HOW TO COMPLETE THIS TASK → Return every entry exactly.

Stored items →
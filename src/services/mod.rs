pub mod database;
pub mod estimator; // Estimation pipeline orchestrator
pub mod image;
pub mod invoker; // Retry/backoff around the model provider
pub mod openrouter; // OpenRouter AI service
pub mod parser;
pub mod prompt;
pub mod provider;
pub mod quota;

#[cfg(test)]
pub(crate) mod test_utils;

pub use database::{Database, MealStore};
pub use estimator::{EstimationError, EstimationService};
pub use image::{BlobStore, ImageFetcher, LocalBlobStore};
pub use invoker::ModelInvoker;
pub use openrouter::OpenRouterService;
pub use provider::ModelProvider;
pub use quota::{QuotaGate, QuotaStore};

/// At most `max_chars` characters of `text`, for logs and error messages.
pub fn preview(text: &str, max_chars: usize) -> String {
    if text.chars().count() <= max_chars {
        return text.to_string();
    }
    let mut cut: String = text.chars().take(max_chars).collect();
    cut.push('…');
    cut
}

#[cfg(test)]
mod tests {
    use super::*;

    #[test]
    fn test_preview_is_bounded() {
        assert_eq!(preview("short", 10), "short");
        assert_eq!(preview("abcdefghij", 4), "abcd…");
    }
}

WRITTEN SOLUTION →
filename src/services/mod.rs
pub mod database;
pub mod estimator; // Estimation pipeline orchestrator
pub mod image;
pub mod invoker; // Retry/backoff around the model provider
pub mod openrouter; // OpenRouter AI service
pub mod parser;
pub mod prompt;
pub mod provider;
pub mod quota;

#[cfg(test)]
pub(crate) mod test_utils;

pub use database::{Database, MealStore};
pub use estimator::{EstimationError, EstimationService};
pub use image::{BlobStore, ImageFetcher, LocalBlobStore};
pub use invoker::ModelInvoker;
pub use openrouter::OpenRouterService;
pub use provider::ModelProvider;
pub use quota::{QuotaGate, QuotaStore};

/// At most `max_chars` characters of `text`, for logs and error messages.
pub fn preview(text: &str, max_chars: usize) -> String {
    if text.chars().count() <= max_chars {
        return text.to_string();
    }
    let mut cut: String = text.chars().take(max_chars).collect();
    cut.push('…');
    cut
}

#[cfg(test)]
mod tests {
    use super::*;

    #[test]
    fn test_preview_is_bounded() {
        assert_eq!(preview("short", 10), "short");
        assert_eq!(preview("abcdefghij", 4), "abcd…");
    }
}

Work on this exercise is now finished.